Income tax for the self-employed
Paying tax: self-employed
By Ian Robinson
Article 1 of 6
Paying tax: self-employed
Find out when your tax payments will be due if you're self-employed, including any payments on account.
If you are self-employed, you’ll need to make a self-assessment tax return each year.
As you fill in your return, there are various expenses and allowances you should take into account to work out the income you’ll be taxed on (your taxable profits).
Broadly, taxable profits are your yearly takings, minus allowable business expenses, annual investment allowance, capital allowances and losses.
Self-employment tax period
Your profits are worked out for an accounting period – usually 12 months.
You can choose when your accounting year ends – and change your year-end date if you want to.
- Choosing a date early in the tax year gives you more time to get your accounts made up, and the flexibility to time pension contributions to manage your tax bill.
- Conversely, if your accounting year ends 31 March, for example, you have only a few days to check your accounts.
- If your accounting year ends on 5 April, in 2016-17 you are taxed on profits for the year to 5 April 2016.
You may face penalties if you do not declare profits from your business or fail to register for National Insurance or (if it applies to you) VAT within set time limits.
The safest course is to register your business as soon as possible. Call the helpline for the newly self-employed – 0845 915 4515.
Go further: Which? tax calculator- check your 2015-16 tax bill with our tax calculator
Self-employment tax payments
In your first year, you are taxed on profits from the date you started to the end of the tax year. This may not be a full 12 months.
In the second year, you are normally taxed on profits for 12 months to the accounting date in that tax year.
After that, your accounting year will normally cover a period of 12 months, and your tax bill will be based on the profits you made during the accounting year that ended during the tax year.
• Each tax year runs from 6 April to 5 April- so the 2015-2016 tax year covers profits made in your accounting year that ended between 6 April 2015 and 5 April 2016.
• The profits you made in this period must be declared in your 2015-16 tax return. Deadlines for submission are 31 October 2016 for a paper return and 31 January 2017 for an online return.
• Tax due must be paid by 31 January 2017. If you sent in your return by 31 October, HMRC will work out your tax for you.
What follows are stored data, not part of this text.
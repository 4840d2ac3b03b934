//! Authentication middleware for protected routes.

use axum::{
    Json,
    extract::{FromRequestParts, Request, State},
    http::{StatusCode, header::AUTHORIZATION, request::Parts},
    middleware::Next,
    response::{IntoResponse, Response},
};
use serde_json::json;
use tracing::warn;

use crate::AppState;
use fintrack_shared::{Claims, JwtError, TokenType};

/// Extracts the bearer token from the Authorization header.
fn extract_bearer_token(header: &str) -> Option<&str> {
    header
        .strip_prefix("Bearer ")
        .or_else(|| header.strip_prefix("bearer "))
}

/// Validates the access token and stores its claims in request extensions.
///
/// Refresh tokens are rejected here; they are only accepted by the refresh
/// endpoint.
pub async fn auth_middleware(
    State(state): State<AppState>,
    mut request: Request,
    next: Next,
) -> Response {
    let auth_header = request
        .headers()
        .get(AUTHORIZATION)
        .and_then(|h| h.to_str().ok());

    let Some(token) = auth_header.and_then(extract_bearer_token) else {
        return (
            StatusCode::UNAUTHORIZED,
            Json(json!({
                "error": "missing_token",
                "message": "Authentication credentials were not provided."
            })),
        )
            .into_response();
    };

    match state.jwt_service.validate_typed(token, TokenType::Access) {
        Ok(claims) => {
            request.extensions_mut().insert(claims);
            next.run(request).await
        }
        Err(e) => {
            let (error, message) = match e {
                JwtError::Expired => ("token_expired", "Token has expired"),
                JwtError::WrongTokenType { .. } => {
                    ("token_not_valid", "Token has wrong type")
                }
                _ => ("token_not_valid", "Given token not valid for any token type"),
            };

            (
                StatusCode::UNAUTHORIZED,
                Json(json!({ "error": error, "message": message })),
            )
                .into_response()
        }
    }
}

/// Rejects callers whose token is not marked `is_staff`.
///
/// Must run after [`auth_middleware`].
pub async fn require_staff(request: Request, next: Next) -> Response {
    match request.extensions().get::<Claims>() {
        Some(claims) if claims.is_staff => next.run(request).await,
        Some(claims) => {
            warn!(user_id = %claims.user_id(), "Non-staff user denied admin access");
            (
                StatusCode::FORBIDDEN,
                Json(json!({
                    "error": "forbidden",
                    "message": "You do not have permission to perform this action."
                })),
            )
                .into_response()
        }
        None => (
            StatusCode::UNAUTHORIZED,
            Json(json!({
                "error": "unauthorized",
                "message": "Authentication required"
            })),
        )
            .into_response(),
    }
}

/// Claims of the authenticated caller.
#[derive(Debug, Clone)]
pub struct AuthUser(pub Claims);

impl AuthUser {
    /// Returns the user ID from the claims.
    #[must_use]
    pub const fn user_id(&self) -> uuid::Uuid {
        self.0.user_id()
    }

    /// Returns the username from the claims.
    #[must_use]
    pub fn username(&self) -> &str {
        &self.0.username
    }

    /// Returns the inner claims.
    #[must_use]
    pub const fn claims(&self) -> &Claims {
        &self.0
    }
}

impl<S> FromRequestParts<S> for AuthUser
where
    S: Send + Sync,
{
    type Rejection = (StatusCode, Json<serde_json::Value>);

    async fn from_request_parts(parts: &mut Parts, _state: &S) -> Result<Self, Self::Rejection> {
        parts
            .extensions
            .get::<Claims>()
            .cloned()
            .map(AuthUser)
            .ok_or_else(|| {
                (
                    StatusCode::UNAUTHORIZED,
                    Json(json!({
                        "error": "unauthorized",
                        "message": "Authentication required"
                    })),
                )
            })
    }
}
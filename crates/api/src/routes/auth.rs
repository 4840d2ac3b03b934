//! Token issuance, registration, and the current-user profile.

use axum::{
    Json, Router,
    extract::State,
    http::StatusCode,
    response::{IntoResponse, Response},
    routing::{get, post},
};
use serde_json::json;
use tracing::{info, warn};

use crate::{AppState, error::ApiResult, middleware::AuthUser};
use fintrack_core::auth::{hash_password, validate_registration, verify_password};
use fintrack_db::{
    UserRepository, entities::users, repositories::user::CreateUserInput,
};
use fintrack_shared::{
    AppError, TokenType,
    auth::{AccessToken, RefreshRequest, RegisterRequest, TokenRequest, UserInfo},
};

/// Public auth routes.
pub fn routes() -> Router<AppState> {
    Router::new()
        .route("/token", post(obtain_token))
        .route("/token/refresh", post(refresh_token))
        .route("/register", post(register))
}

/// Auth routes that require a valid access token.
pub fn protected_routes() -> Router<AppState> {
    Router::new().route("/user", get(current_user))
}

pub(crate) fn user_info(user: users::Model) -> UserInfo {
    UserInfo {
        id: user.id,
        username: user.username,
        email: user.email,
        first_name: user.first_name,
        last_name: user.last_name,
        is_staff: user.is_staff,
        date_joined: user.date_joined.into(),
    }
}

fn invalid_credentials() -> Response {
    (
        StatusCode::UNAUTHORIZED,
        Json(json!({
            "error": "no_active_account",
            "message": "No active account found with the given credentials"
        })),
    )
        .into_response()
}

fn invalid_refresh() -> Response {
    (
        StatusCode::UNAUTHORIZED,
        Json(json!({
            "error": "token_not_valid",
            "message": "Token is invalid or expired"
        })),
    )
        .into_response()
}

/// POST `/token` - Exchange credentials for an access/refresh pair.
async fn obtain_token(
    State(state): State<AppState>,
    Json(payload): Json<TokenRequest>,
) -> ApiResult<Response> {
    let repo = UserRepository::new(state.db());

    let Some(user) = repo.find_by_username(&payload.username).await? else {
        info!(username = %payload.username, "Token request for unknown user");
        return Ok(invalid_credentials());
    };

    if !user.is_active {
        info!(user_id = %user.id, "Token request for inactive user");
        return Ok(invalid_credentials());
    }

    if !verify_password(&payload.password, &user.password_hash)? {
        info!(user_id = %user.id, "Token request with wrong password");
        return Ok(invalid_credentials());
    }

    let pair = state
        .jwt_service
        .generate_pair(user.id, &user.username, user.is_staff)?;

    info!(user_id = %user.id, "Tokens issued");
    Ok((StatusCode::OK, Json(pair)).into_response())
}

/// POST `/token/refresh` - Exchange a refresh token for a new access token.
async fn refresh_token(
    State(state): State<AppState>,
    Json(payload): Json<RefreshRequest>,
) -> ApiResult<Response> {
    let claims = match state
        .jwt_service
        .validate_typed(&payload.refresh, TokenType::Refresh)
    {
        Ok(claims) => claims,
        Err(e) => {
            info!(error = %e, "Refresh token rejected");
            return Ok(invalid_refresh());
        }
    };

    let repo = UserRepository::new(state.db());
    let user = match repo.find_by_id(claims.user_id()).await? {
        Some(user) if user.is_active => user,
        _ => {
            warn!(user_id = %claims.user_id(), "Refresh for missing or inactive user");
            return Ok(invalid_refresh());
        }
    };

    let access = state
        .jwt_service
        .generate_access_token(user.id, &user.username, user.is_staff)?;

    Ok((StatusCode::OK, Json(AccessToken { access })).into_response())
}

/// POST `/register` - Create a user account.
async fn register(
    State(state): State<AppState>,
    Json(payload): Json<RegisterRequest>,
) -> ApiResult<Response> {
    validate_registration(
        &payload.username,
        &payload.email,
        &payload.password,
        &payload.password2,
    )?;

    let repo = UserRepository::new(state.db());

    if repo.username_exists(&payload.username).await? {
        return Err(
            AppError::Conflict("A user with that username already exists.".into()).into(),
        );
    }
    if repo.email_exists(&payload.email).await? {
        return Err(
            AppError::Conflict("A user with that email already exists.".into()).into(),
        );
    }

    let password_hash = hash_password(&payload.password)?;

    let user = repo
        .create(CreateUserInput {
            username: payload.username,
            email: payload.email,
            password_hash,
            first_name: payload.first_name,
            last_name: payload.last_name,
            is_staff: false,
        })
        .await?;

    info!(user_id = %user.id, username = %user.username, "User registered");
    Ok((StatusCode::CREATED, Json(user_info(user))).into_response())
}

/// GET `/user` - Profile of the authenticated user.
async fn current_user(
    State(state): State<AppState>,
    auth: AuthUser,
) -> ApiResult<Json<UserInfo>> {
    let repo = UserRepository::new(state.db());

    let user = repo
        .find_by_id(auth.user_id())
        .await?
        .ok_or_else(|| AppError::NotFound("User not found".into()))?;

    Ok(Json(user_info(user)))
}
If you send in your return later, you must file it online, and the HMRC software will tell you how much tax is due (although it doesn't always take account of your most recent payment on account).
• If you owe no more than £3,000 tax, are paid a salary or pension, and get your return in by 30 December, the tax can be collected in instalments during the coming year through PAYE.
Payments on account
After your first full year of business, as well as paying tax for the tax year that’s ended, you are also required to pay tax for the current year in two instalments, called 'payments on account.'
• The first payment on account is due on 31 January. It is normally half the tax (and Class 4 National Insurance contributions) you’ve paid for the previous 12 months.
• A second payment on account is due on 31 July. This is normally for the same amount.
• If you make more than you did in the previous year, a third instalment (balancing charge) of tax is due on 31 January.
• If you make less than you did in the previous year, you get a refund (and your new payments on account go down).
The intention is to spread tax payments across the year. If you think your profits will be less than last year, you can get the payments on account that you have to make reduced. If a high figure still turns out to be due, you will be charged interest on the difference. Conversely, if payments on account cause you to overpay tax, you’ll receive interest on the surplus.
Not everyone who is self-employed has to make payments on account. If you owe £1,000 or less, you can make a single payment by the next 31 January. The same applies if more than 80% of your tax bill was paid via PAYE.
If you make a loss rather than a profit in any tax year, you can offset the loss by carrying it forward to deduct from any future profits you make from the same business.
Alternatively, you can use the loss immediately to reduce your income tax bill (and sometimes any capital gains tax bill) for either this or the previous tax year. Further options apply in the opening and closing years of your business venture. See HMRC helpsheet HS227 for more details.